East and West: Bridging the Gap
Reviewed by
Sujan Mondal
(Orientalism in English Literature: Perception of Islam and Muslims By Abdur Raheem Kidwai, New Delhi, Viva Books, 2016, Hardbound, P. 282. ISBN: 978-81-309-2692-6, Rs 1395.00)
This book having 45 chapters is divided into two sections; the first section contains 19 articles on the several aspects and facets of Orientalism and the remaining chapters comprise book reviews on the diverse aspects of Literary Orientalism across the world. The book under review aptly points out a number of socio-cultural-economic-political, and religious issues that have influenced the Western writers in the production of Literary Orientalism- missionary zeal, popularity of travel Literature, misconceptions surrounded by Arabian Nights beckoning the English imagination, Eastwards British colonial expansion, the wars between the West and the Orient and hostility towards Islam. This book, assaying a plethora of canonical English writings is a genuine effort to trace the genesis of the cross-cultural cleavage prevailing in the Western world for long time and also the matrix of the relationship between multicultural “progressive” Western World and “Oil-equipped” Muslim World in 21st century. Encompassing about eight hundred years from (12th century up to the present century), the book delves deep into the cross-cultural understanding, perception/misperception of almost all canonical Western men of letters; Dante, Chaucer, Marlowe, Shakespeare, Milton, Beckford, Dryden, Pope, Addison, Johnson, Donne, Wordsworth, Coleridge, Shelley, Keats, Byron, Southey, Lady Montagu, Moore, Carlyle, Kipling, Forster, Conrad, Joyce, Eliot, and Lessing. In the chequered projection of the Orientalism in English Literature, more often than not negative, Kidwai not only sheds light on the Western representation of the East marred by chasm, misperceptions, misprojection, hostility towards Islam/Muslims, and particularly repulsive image of the Prophet (PBUH), he also applauds many English writers, namely like Lady Wartley Montagu, William Jones, Lord Byron for their genuine understanding of the Orient, its social mores, and truthful representations of the East in their writings. Besides pointing towards the falsification, distortion, misperception and misrepresentation, the book highlights the positive and truthful account of Orientalism by some Western writers Byron, Lady Wartley Montagu, William Jones and Carlyle.
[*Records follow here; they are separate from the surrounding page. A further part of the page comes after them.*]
//! Key-down monitors that post the toggle hotkey to the control loop.
//!
//! The global monitor sees keys typed into other apps and needs the
//! accessibility permission; without it the monitor installs fine but never
//! fires, so trust is checked up front. The local one covers the moments
//! stowbar itself is frontmost.

use std::ptr::{self, NonNull};

use block2::RcBlock;
use objc2::rc::Retained;
use objc2::runtime::AnyObject;
use objc2_app_kit::{NSEvent, NSEventMask, NSEventModifierFlags};

use crate::event::{ControlEvent, ControlSender};
use crate::hotkey::{Hotkey, HotkeyReach, Modifiers};

#[link(name = "ApplicationServices", kind = "framework")]
unsafe extern "C" {
    fn AXIsProcessTrusted() -> bool;
}

fn accessibility_trusted() -> bool {
    unsafe { AXIsProcessTrusted() }
}

/// Keeps the monitors installed until dropped.
pub struct HotkeyMonitor {
    monitors: Vec<Retained<AnyObject>>,
}

fn event_matches(hotkey: &Hotkey, event: &NSEvent) -> bool {
    let flags = event.modifierFlags();
    let modifiers = Modifiers {
        command: flags.contains(NSEventModifierFlags::Command),
        option: flags.contains(NSEventModifierFlags::Option),
        control: flags.contains(NSEventModifierFlags::Control),
        shift: flags.contains(NSEventModifierFlags::Shift),
    };
    let Some(chars) = event.charactersIgnoringModifiers() else {
        return false;
    };
    match chars.to_string().chars().next() {
        Some(key) => hotkey.matches(key, modifiers),
        None => false,
    }
}

impl HotkeyMonitor {
    pub fn start(hotkey: Hotkey, sender: ControlSender) -> Option<Self> {
        let mut monitors = Vec::new();

        let reach = HotkeyReach::for_accessibility(accessibility_trusted());
        if reach.is_global() {
            let global_sender = sender.clone();
            let global = RcBlock::new(move |event: NonNull<NSEvent>| {
                let event = unsafe { event.as_ref() };
                if event_matches(&hotkey, event) {
                    global_sender.send(ControlEvent::Hotkey);
                }
            });
            match NSEvent::addGlobalMonitorForEventsMatchingMask_handler(
                NSEventMask::KeyDown,
                &global,
            ) {
                Some(monitor) => monitors.push(monitor),
                None => log::warn!("Failed to install global hotkey monitor"),
            }
        } else {
            log::warn!(
                "Accessibility not granted (AXIsProcessTrusted=false); hotkey {} only works \
                 while stowbar is frontmost. Allow it under System Settings > Privacy & \
                 Security > Accessibility and relaunch.",
                hotkey
            );
        }

        let local = RcBlock::new(move |event: NonNull<NSEvent>| -> *mut NSEvent {
            if event_matches(&hotkey, unsafe { event.as_ref() }) {
                sender.send(ControlEvent::Hotkey);
                return ptr::null_mut();
            }
            event.as_ptr()
        });
        let local = unsafe {
            NSEvent::addLocalMonitorForEventsMatchingMask_handler(NSEventMask::KeyDown, &local)
        };
        monitors.extend(local);

        if monitors.is_empty() {
            log::error!("Failed to install hotkey monitors");
            return None;
        }
        log::info!("Hotkey {} registered ({:?})", hotkey, reach);
        Some(Self { monitors })
    }
}

impl Drop for HotkeyMonitor {
    fn drop(&mut self) {
        for monitor in self.monitors.drain(..) {
            unsafe { NSEvent::removeMonitor(&monitor) };
        }
    }
}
The book is an extensive and intensive researched work as it encompasses a vast spectrum of readings. Three Chapters 13,16 and 17 are devoted to the Oriental readings of Robert Southey, Lord Byron and Thomas Moore. Kidwai identifies the Oriental contents in Leigh Hunt’s ‘Abraham and the Fire–Worshipper: A Possible Source’ and in Edgar Allen Poe’s ‘The Burning Heart in Poe’s Al Aaraaf’: Another Possible Source”. This tome does not restrict itself to the Oriental discourse within negative representation of Islam/Muslim, rather perception, reception and its representation of another prominent oriental faith Hinduism by the West has also been taken into board; particular reference to be made about the beleaguered custom of suttee and the representation of the river Ganges and its concomitant religious-cultural aspects. These manifest his scholarly approach towards understanding Literary Orientalism.
The book is not confined exclusively to British writings; it provides glimpses of the representation and image of the “Muslims women” and “Muslim Lives” in Indian as well as Pakistani Literature, and he thereby broadens the canvass of Literary Orientalism. The book not only records the outsiders’ perception/ mis-perception, projection/mis-projection, rather lends insiders/occidental views/ perception of the Islam and Muslims.
This critical book may provide scholars, teachers and students a treasure trove of Orientalism and thereby allows re-viewing “English Literature” beyond the traditional interpretation. Kidwai, looking through ethnographic research, revives a new area/ new perspective hitherto neglected in English Literature, and thereby seeks to renew serious dialogue between the West and the Islamic World in the 21st century. The book is equipped with well articulated thesis, anti-thesis and the coveted ends are the synthesis of the West and East in the globalized, multi-ethnic, multicultural society of the present century. Kidwai’s mastery over this subfield of English Literature is manifested and his vast scholarship as his position as a critic, commentator and observer of Literary Orientalism. This is a quintessential book for Cultural Studies (particularly the cross-cultural understanding of East and West), English Studies, Oriental Studies, as well as Religious Studies.